START PROVIDED RECORDS
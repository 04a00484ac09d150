//! Geometry-less attribute tables exported as CSV.

use std::path::Path;

use carg_model::{AttributeTable, FieldMap, FieldValue};
use csv::ReaderBuilder;

use crate::error::{IngestError, Result};

fn normalize_header(raw: &str) -> String {
    raw.trim().trim_matches('\u{feff}').to_string()
}

/// Reads `path` as the table `name`. Empty cells are null, everything else is text.
///
/// Cells are decoded lossily, so a stray Latin-1 byte never fails the table.
pub fn read_attribute_table(path: &Path, name: &str) -> Result<AttributeTable> {
    let csv_error = |error: csv::Error| IngestError::CsvParse {
        path: path.to_path_buf(),
        message: error.to_string(),
    };
    let mut reader = ReaderBuilder::new()
        .has_headers(true)
        .flexible(true)
        .from_path(path)
        .map_err(csv_error)?;

    let headers: Vec<String> = reader
        .byte_headers()
        .map_err(csv_error)?
        .iter()
        .map(|raw| normalize_header(&String::from_utf8_lossy(raw)))
        .collect();

    let mut rows = Vec::new();
    for record in reader.byte_records() {
        let record = record.map_err(csv_error)?;
        let row: FieldMap = headers
            .iter()
            .enumerate()
            .filter(|(_, header)| !header.is_empty())
            .map(|(index, header)| {
                let cell = record
                    .get(index)
                    .map(|raw| String::from_utf8_lossy(raw).trim().to_string())
                    .unwrap_or_default();
                let value = if cell.is_empty() {
                    FieldValue::Null
                } else {
                    FieldValue::Text(cell)
                };
                (header.clone(), value)
            })
            .collect();
        rows.push(row);
    }
    Ok(AttributeTable::new(name, rows))
}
END PROVIDED RECORDS
*AIM OF THE EXERCISE:*
Retype, in the same exact form, the lines of the material above from the line holding "use std::path::Path;" through the line holding "let mut rows = Vec::new();".

*YOUR SOLUTION:*
use std::path::Path;

use carg_model::{AttributeTable, FieldMap, FieldValue};
use csv::ReaderBuilder;

use crate::error::{IngestError, Result};

fn normalize_header(raw: &str) -> String {
    raw.trim().trim_matches('\u{feff}').to_string()
}

/// Reads `path` as the table `name`. Empty cells are null, everything else is text.
///
/// Cells are decoded lossily, so a stray Latin-1 byte never fails the table.
pub fn read_attribute_table(path: &Path, name: &str) -> Result<AttributeTable> {
    let csv_error = |error: csv::Error| IngestError::CsvParse {
        path: path.to_path_buf(),
        message: error.to_string(),
    };
    let mut reader = ReaderBuilder::new()
        .has_headers(true)
        .flexible(true)
        .from_path(path)
        .map_err(csv_error)?;

    let headers: Vec<String> = reader
        .byte_headers()
        .map_err(csv_error)?
        .iter()
        .map(|raw| normalize_header(&String::from_utf8_lossy(raw)))
        .collect();

    let mut rows = Vec::new();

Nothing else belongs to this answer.